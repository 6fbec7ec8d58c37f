//! `show ap meraki monitoring summary`.

use std::sync::LazyLock;

use apfleet_recon::StructuredRecord;
use regex::Regex;

use super::{table_body, MAC};

// Status is free text ("Not Registered", "Registered").
static ROW: LazyLock<Regex> = LazyLock::new(|| {
    Regex::new(&format!(
        r"^(?P<ap_name>\S+)\s+(?P<ap_model>\S+)\s+(?P<radio_mac>{MAC})\s+(?P<mac_address>{MAC})\s+(?P<serial_number>\S+)\s+(?P<cloud_id>\S+)\s+(?P<status>\S.*?)\s*$"
    ))
    .unwrap()
});

pub(super) fn parse(source_tag: &str, output: &str) -> Option<Vec<StructuredRecord>> {
    let table = table_body(output, |l| l.starts_with("AP Name") && l.contains("Serial"));
    let has_header = table.is_some();
    let body: Vec<&str> = match table {
        Some((_, body)) => body,
        None => output.lines().collect(),
    };

    let records: Vec<StructuredRecord> = body
        .iter()
        .filter_map(|line| ROW.captures(line.trim()))
        .map(|caps| {
            StructuredRecord::new(source_tag, &caps["ap_name"])
                .with_field("ap_model", &caps["ap_model"])
                .with_field("radio_mac", &caps["radio_mac"])
                .with_field("mac_address", &caps["mac_address"])
                .with_field("serial_number", &caps["serial_number"])
                .with_field("cloud_id", &caps["cloud_id"])
                .with_field("meraki_status", &caps["status"])
        })
        .collect();

    if !has_header && records.is_empty() {
        return None;
    }
    Some(records)
}

#[cfg(test)]
mod tests {
    use super::*;

    fn sample_output() -> String {
        [
            "Meraki Monitoring                : Enabled",
            "Number of Supported APs          : 2",
            "",
            "AP Name                          AP Model             Radio MAC      MAC Address    AP Serial Number      Cloud ID            Status",
            "-----------------------------------------------------------------------------------------------------------------------------------------",
            "ogd-ap-101                       C9136I-B             0c75.bd11.2200 a4b2.3c4d.5e6f FJC2533L0XY           Q5AB-CDEF-GHJK      Registered",
            "ogd-ap-102                       C9120AXI-B           0c75.bd11.3300 a4b2.3c4d.6f70 FGL2345A1BC           N/A                 Not Registered",
        ]
        .join("\n")
    }

    #[test]
    fn parses_rows() {
        let records = parse("meraki_monitoring", &sample_output()).unwrap();
        assert_eq!(records.len(), 2);

        let first = &records[0];
        assert_eq!(first.entity_key, "ogd-ap-101");
        assert_eq!(first.fields["ap_model"], "C9136I-B");
        assert_eq!(first.fields["radio_mac"], "0c75.bd11.2200");
        assert_eq!(first.fields["mac_address"], "a4b2.3c4d.5e6f");
        assert_eq!(first.fields["serial_number"], "FJC2533L0XY");
        assert_eq!(first.fields["cloud_id"], "Q5AB-CDEF-GHJK");
        assert_eq!(first.fields["meraki_status"], "Registered");
    }

    #[test]
    fn status_with_spaces() {
        let records = parse("meraki_monitoring", &sample_output()).unwrap();
        assert_eq!(records[1].fields["cloud_id"], "N/A");
        assert_eq!(records[1].fields["meraki_status"], "Not Registered");
    }

    #[test]
    fn summary_lines_are_not_rows() {
        let output = "Meraki Monitoring                : Disabled\nNumber of Supported APs          : 0\n";
        assert!(parse("meraki_monitoring", output).is_none());
    }
}
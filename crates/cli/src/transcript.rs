//! Session transcripts: rendering, archival and re-splitting.
//!
//! A transcript is the concatenation of one block per command,
//! `"{prompt}{command}\n{output}\n"`, in execution order.

use std::fs;
use std::io;
use std::path::Path;
use std::sync::LazyLock;

use regex::Regex;

use crate::session::SessionError;

static PROMPT_LINE: LazyLock<Regex> =
    LazyLock::new(|| Regex::new(r"^(\S*[>#])\s?(.+)$").unwrap());

pub fn render_block(prompt: &str, command: &str, output: &str) -> String {
    format!("{prompt}{command}\n{output}\n")
}

/// Block for a command that did not complete. Marked like a device error line.
pub fn render_failure(prompt: &str, command: &str, error: &SessionError) -> String {
    format!("{prompt}{command}\n% apfleet: {error}\n")
}

/// Write `text` to a new file, creating parent directories.
pub fn write_transcript(path: &Path, text: &str) -> io::Result<()> {
    if let Some(parent) = path.parent() {
        if !parent.as_os_str().is_empty() {
            fs::create_dir_all(parent)?;
        }
    }
    fs::write(path, text)
}

#[derive(Debug, Clone, PartialEq, Eq)]
pub struct TranscriptBlock {
    pub command: String,
    pub output: String,
}

/// Split an archived transcript back into per-command blocks.
///
/// A line starts a block when it is a prompt (`...#` or `...>`) followed by
/// one of `commands`. Anything before the first such line is discarded.
pub fn split_transcript(text: &str, commands: &[&str]) -> Vec<TranscriptBlock> {
    let mut blocks: Vec<TranscriptBlock> = Vec::new();
    let mut lines: Vec<&str> = Vec::new();

    let flush = |blocks: &mut Vec<TranscriptBlock>, lines: &mut Vec<&str>| {
        if let Some(block) = blocks.last_mut() {
            block.output = lines.join("\n");
        }
        lines.clear();
    };

    for line in text.lines() {
        let started = PROMPT_LINE
            .captures(line.trim_end())
            .and_then(|caps| caps.get(2))
            .map(|m| m.as_str().trim())
            .filter(|cmd| commands.contains(cmd));

        match started {
            Some(command) => {
                flush(&mut blocks, &mut lines);
                blocks.push(TranscriptBlock {
                    command: command.to_string(),
                    output: String::new(),
                });
            }
            None if !blocks.is_empty() => lines.push(line),
            None => {}
        }
    }
    flush(&mut blocks, &mut lines);

    blocks
}

/// Output of the first block for `command`.
pub fn find_output<'a>(blocks: &'a [TranscriptBlock], command: &str) -> Option<&'a str> {
    blocks
        .iter()
        .find(|b| b.command == command)
        .map(|b| b.output.as_str())
}
use std::collections::HashSet;

use serde::{Deserialize, Serialize};

use crate::error::ReconError;

/// Max number of sources one catalogue may declare.
pub const MAX_SOURCES: usize = 3;

// ---------------------------------------------------------------------------
// Catalogue
// ---------------------------------------------------------------------------

/// Declared field set per source category.
///
/// Source order is the reconciliation priority order: the first source wins
/// whenever two sources report a non-empty value for the same field.
#[derive(Debug, Clone, Deserialize, Serialize)]
pub struct FieldCatalogue {
    pub name: String,
    #[serde(default = "default_entity_key_column")]
    pub entity_key_column: String,
    /// Command run before and after the data commands.
    #[serde(default = "default_timing_probe")]
    pub timing_probe: String,
    pub sources: Vec<SourceCatalogue>,
}

#[derive(Debug, Clone, Deserialize, Serialize)]
pub struct SourceCatalogue {
    pub tag: String,
    pub command: String,
    pub fields: Vec<String>,
}

fn default_entity_key_column() -> String {
    "ap_name".into()
}

fn default_timing_probe() -> String {
    "show clock".into()
}

impl FieldCatalogue {
    /// Built-in catalogue for IOS-XE wireless controllers.
    pub fn wireless_default() -> Self {
        fn source(tag: &str, command: &str, fields: &[&str]) -> SourceCatalogue {
            SourceCatalogue {
                tag: tag.into(),
                command: command.into(),
                fields: fields.iter().map(|f| f.to_string()).collect(),
            }
        }

        Self {
            name: "wireless-controller".into(),
            entity_key_column: default_entity_key_column(),
            timing_probe: default_timing_probe(),
            sources: vec![
                source(
                    "ap_summary",
                    "show ap summary",
                    &[
                        "slots",
                        "ap_model",
                        "mac_address",
                        "radio_mac",
                        "location",
                        "country",
                        "regulatory_domain",
                        "ip_address",
                        "state",
                    ],
                ),
                source(
                    "cdp_neighbors",
                    "show ap cdp neighbors",
                    &["neighbor_name", "neighbor_ip", "neighbor_port"],
                ),
                source(
                    "meraki_monitoring",
                    "show ap meraki monitoring summary",
                    &[
                        "ap_model",
                        "radio_mac",
                        "mac_address",
                        "serial_number",
                        "cloud_id",
                        "meraki_status",
                    ],
                ),
            ],
        }
    }

    pub fn from_toml(input: &str) -> Result<Self, ReconError> {
        let catalogue: FieldCatalogue =
            toml::from_str(input).map_err(|e| ReconError::CatalogueParse(e.to_string()))?;
        catalogue.validate()?;
        Ok(catalogue)
    }

    pub fn validate(&self) -> Result<(), ReconError> {
        if self.entity_key_column.trim().is_empty() {
            return Err(ReconError::CatalogueValidation(
                "entity_key_column must not be empty".into(),
            ));
        }

        if self.timing_probe.trim().is_empty() {
            return Err(ReconError::CatalogueValidation(
                "timing_probe must not be empty".into(),
            ));
        }

        if self.sources.is_empty() || self.sources.len() > MAX_SOURCES {
            return Err(ReconError::CatalogueValidation(format!(
                "expected 1 to {MAX_SOURCES} sources, found {}",
                self.sources.len()
            )));
        }

        let mut tags = HashSet::new();
        for source in &self.sources {
            if source.tag.trim().is_empty() {
                return Err(ReconError::CatalogueValidation(
                    "source tag must not be empty".into(),
                ));
            }
            if !tags.insert(source.tag.as_str()) {
                return Err(ReconError::CatalogueValidation(format!(
                    "duplicate source tag '{}'",
                    source.tag
                )));
            }
            if source.command.trim().is_empty() {
                return Err(ReconError::CatalogueValidation(format!(
                    "source '{}': command must not be empty",
                    source.tag
                )));
            }

            let mut fields = HashSet::new();
            for field in &source.fields {
                if field.trim().is_empty() {
                    return Err(ReconError::CatalogueValidation(format!(
                        "source '{}': empty field name",
                        source.tag
                    )));
                }
                if *field == self.entity_key_column {
                    return Err(ReconError::CatalogueValidation(format!(
                        "source '{}': field '{field}' collides with the entity key column",
                        source.tag
                    )));
                }
                if !fields.insert(field.as_str()) {
                    return Err(ReconError::CatalogueValidation(format!(
                        "source '{}': duplicate field '{field}'",
                        source.tag
                    )));
                }
            }
        }

        Ok(())
    }

    /// Data commands in priority order.
    pub fn commands(&self) -> Vec<&str> {
        self.sources.iter().map(|s| s.command.as_str()).collect()
    }

    /// Column order for every export made with this catalogue.
    ///
    /// A field shared by several sources sits in the group of the first
    /// source that declares it.
    pub fn schema(&self) -> ColumnSchema {
        ColumnSchema::new(
            &self.entity_key_column,
            self.sources.iter().flat_map(|s| s.fields.iter().cloned()),
        )
    }
}

// ---------------------------------------------------------------------------
// Schema
// ---------------------------------------------------------------------------

#[derive(Debug, Clone, PartialEq, Eq)]
pub struct ColumnSchema {
    entity_key_column: String,
    columns: Vec<String>,
}

impl ColumnSchema {
    /// Duplicate columns keep their first position.
    pub fn new(entity_key_column: &str, columns: impl IntoIterator<Item = String>) -> Self {
        let mut seen = HashSet::new();
        let columns = columns
            .into_iter()
            .filter(|c| seen.insert(c.clone()))
            .collect();
        Self {
            entity_key_column: entity_key_column.to_string(),
            columns,
        }
    }

    pub fn entity_key_column(&self) -> &str {
        &self.entity_key_column
    }

    pub fn columns(&self) -> &[String] {
        &self.columns
    }

    pub fn contains(&self, field: &str) -> bool {
        self.columns.iter().any(|c| c == field)
    }

    /// Entity key column followed by the declared columns.
    pub fn header(&self) -> Vec<&str> {
        std::iter::once(self.entity_key_column.as_str())
            .chain(self.columns.iter().map(String::as_str))
            .collect()
    }
}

================

Show every line in the listing above that carries the word "records".

SOLUTION FOR THIS TASK:
    let records: Vec<StructuredRecord> = body
    if !has_header && records.is_empty() {
    Some(records)
        let records = parse("meraki_monitoring", &sample_output()).unwrap();
        assert_eq!(records.len(), 2);
        let first = &records[0];
        let records = parse("meraki_monitoring", &sample_output()).unwrap();
        assert_eq!(records[1].fields["cloud_id"], "N/A");
        assert_eq!(records[1].fields["meraki_status"], "Not Registered");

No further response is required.